Por
Javier Pulido Samper
Una de las respuestas clásicas del actor de Hollywood
al recibir el Oscar es que no le concede la menor importancia,
que lo guarda en el rincón más recóndito de su cuarto trastero.
Esta frase es chocante si proviene de la terna de actores flojitos
que parecen construir toda su carrera en base a la caza de ese
papel estudiado a la perfección para obtener la estatuilla.
Hablo, como no, de Hanks, Crowe o Ford.
Minusvalías,
enfermedades, cualquier excusa es buena para conseguir un premio
del Jurado, aunque nadie recuerde esa producción dentro de unos
años. Por ello resulta molesto ver a intérpretes de la envergadura
de Sean Penn plegarse a este tipo de pápeles. Penn ha conseguido
encauzar una magnífica carrera como director y realizador, lejos
de toda concesión a la comercialidad, una línea de la que se
desmarca en esta ocasión.
Ver ahogado a esta fuerza de la naturaleza en
un mar de clichés duele, sobre todo porque así será recordado
para el gran público, que suele compartir la creencia de que
una buena interpretación es directamente proporcional a las
taras físicas o psíquicas del personaje interpretado. Para quien
esto escribe, un solo minuto del tour de force que Penn ofreció
en Acordes y desacuerdos, en la piel de un alocado genio
del jazz, valdría para olvidar de un plumazo el 99% del metraje
de Yo soy Sam.
Y lo más increíble es que su recreación del retrasado
mental que persigue la custodia de su hija es lo mejor de una
obra que podría imaginarse a caballo entre Rain Man y
Kramer contra Kramer. Penn lucha (y no siempre consigue)
por no caer en un cúmulo de tics al más puro estilo Hoffman.
El resto del film de Jessi Nelson es un insufrible melodrama
tramposo y cargante que bascula entre lo lacrimógeno y lo predecible,
una imposible mezcla entre el culebrón más rancio y el slapstick
más inofensivo que acaba adoptando las formas del drama
de tribunales.
Y si bien hay momentos aislados en Yo soy
Sam que pretenden actualizar los motivos y la técnica de
la citada Kramer contra Kramer (esos movimientos de cámara)

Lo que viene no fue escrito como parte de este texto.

//! 用户档案 API
//!
//! 当前登录用户的历史记录与统计信息；身份由 bearer token 决定，
//! 无需显式传入用户标识。

use serde::{Deserialize, Serialize};

use super::client::ApiClient;
use super::error::ApiResult;
use super::query::Query;
use super::transport::Transport;

/// 用户单日历史记录
#[derive(Debug, Clone, PartialEq, Serialize, Deserialize)]
pub struct UserHistoryRecord {
    pub record_date: String,
    pub weight_factor: Option<f64>,
    pub value_factor: Option<f64>,
    pub combined_alpha_performance: Option<f64>,
    pub combined_power_pool_alpha_performance: Option<f64>,
    pub combined_selected_alpha_performance: Option<f64>,
    pub submissions_count: Option<u32>,
    pub mean_prod_correlation: Option<f64>,
    pub mean_self_correlation: Option<f64>,
    pub super_alpha_submissions_count: Option<u32>,
    pub super_alpha_mean_prod_correlation: Option<f64>,
    pub super_alpha_mean_self_correlation: Option<f64>,
    pub university: Option<String>,
    pub country: Option<String>,
}

/// Value factor 趋势记录
#[derive(Debug, Clone, PartialEq, Serialize, Deserialize)]
pub struct ValueFactorTrendRecord {
    pub update_date: String,
    pub date_range: String,
    pub value_factor: Option<f64>,
}

/// Combined 指标趋势记录
#[derive(Debug, Clone, PartialEq, Serialize, Deserialize)]
pub struct CombinedTrendRecord {
    pub update_date: String,
    pub date_range: String,
    pub combined_alpha_performance: Option<f64>,
    pub combined_power_pool_alpha_performance: Option<f64>,
    pub combined_selected_alpha_performance: Option<f64>,
}

/// 用户历史响应
#[derive(Debug, Clone, PartialEq, Serialize, Deserialize)]
pub struct UserHistoryResponse {
    pub wq_id: String,
    pub username: Option<String>,
    pub data: Vec<UserHistoryRecord>,
    pub value_factor_trend: Vec<ValueFactorTrendRecord>,
    pub combined_trend: Vec<CombinedTrendRecord>,
}

/// 用户统计信息
#[derive(Debug, Clone, PartialEq, Serialize, Deserialize)]
pub struct UserStatistics {
    pub wq_id: String,
    pub username: Option<String>,
    pub current_weight: f64,
    pub current_value: f64,
    pub current_submissions: u32,
    pub max_weight: f64,
    pub max_daily_change: f64,
    pub max_change_date: Option<String>,
    pub total_submissions: u32,
    pub record_days: u32,
    pub daily_change: f64,
    pub university: Option<String>,
    pub country: Option<String>,
    pub latest_date: Option<String>,
}

impl<T: Transport> ApiClient<T> {
    /// 获取用户历史记录（默认 `limit_days = 30`）
    pub async fn get_user_history(&self, limit_days: u32) -> ApiResult<UserHistoryResponse> {
        let query = Query::new().push("limit_days", limit_days);
        self.get("/user/profile/history", query).await
    }

    /// 获取用户统计信息
    pub async fn get_user_statistics(&self) -> ApiResult<UserStatistics> {
        self.get("/user/profile/statistics", Query::new()).await
    }
}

no se trata más que de un espejismo. El guión, manipulador hasta
la médula, a cargo de la misma Jessi Nelson (Corinna, Corinna)
y Kristine Jonson, en ningún momento pretende bucear más allá
de estereotipos fijados y revisa de la A a la Z del abecedario
de tópicos de lo que se supone que debe ser el taquillazo de
la semana. Así, la película carece de progresión dramática consistente
y se convierte en un reguero de trampas que buscan descaradamente
la empatía con el personaje protagonista. ¿Muestras? El departamento
de Servicios de infancia y familia se llevan a la hija de Sam
el día de su cumpleaños, su madre le abandona cruelmente...
El azúcar no se acaba ahí. La obsesión de Hollywood
por mostrar el lado más amable de las relaciones a raíz de los
atentados del 11 de septiembre provoca una galería de personajes
tan enervantes como superficiales. Y no, Michelle Pfeiffer no
sale especialmente bien parada, en la enésima recreación de
la abogada-sin-sentimientos-que-aprende-a-querer.
Y si la vista se resiente, el oído no lo hace
menos, puesto que con más frecuencia de la recomendable se producen
asaltos sonoros por parte de conjuntos mediocres que hacen versiones
de saldillo de The Beatles. Bien pensado, es la mejor metáfora
que puedo imaginar para Yo soy Sam, ¿para qué esforzarse
en crear algo nuevo pudiendo saquear ideas ajenas? Al final,
parece, lo único que importa es la taquilla.